--- Your instructions ---
In the entries below, identify every line with the string "changed" and copy it.

--- Recorded information ---

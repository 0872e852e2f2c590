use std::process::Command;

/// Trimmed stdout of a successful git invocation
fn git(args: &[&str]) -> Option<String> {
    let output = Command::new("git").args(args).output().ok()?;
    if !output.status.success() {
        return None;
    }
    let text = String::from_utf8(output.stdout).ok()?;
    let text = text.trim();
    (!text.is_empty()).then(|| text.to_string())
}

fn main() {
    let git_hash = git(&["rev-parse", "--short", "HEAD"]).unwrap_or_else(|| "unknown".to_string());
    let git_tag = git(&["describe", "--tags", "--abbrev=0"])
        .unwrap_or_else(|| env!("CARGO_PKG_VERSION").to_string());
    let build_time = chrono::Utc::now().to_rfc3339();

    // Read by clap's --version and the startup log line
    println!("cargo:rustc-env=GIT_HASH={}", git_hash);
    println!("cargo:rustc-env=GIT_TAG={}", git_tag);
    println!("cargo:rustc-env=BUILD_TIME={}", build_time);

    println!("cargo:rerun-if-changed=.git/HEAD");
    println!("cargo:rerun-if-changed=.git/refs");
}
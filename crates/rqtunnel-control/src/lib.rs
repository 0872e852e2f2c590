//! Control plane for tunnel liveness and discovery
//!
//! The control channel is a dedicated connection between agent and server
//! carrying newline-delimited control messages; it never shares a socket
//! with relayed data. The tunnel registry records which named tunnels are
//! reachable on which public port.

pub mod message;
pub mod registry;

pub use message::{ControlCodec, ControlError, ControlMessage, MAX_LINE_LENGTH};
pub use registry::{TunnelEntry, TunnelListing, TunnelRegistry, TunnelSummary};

---

--- Written answer ---
    println!("cargo:rerun-if-changed=.git/HEAD");
    println!("cargo:rerun-if-changed=.git/refs");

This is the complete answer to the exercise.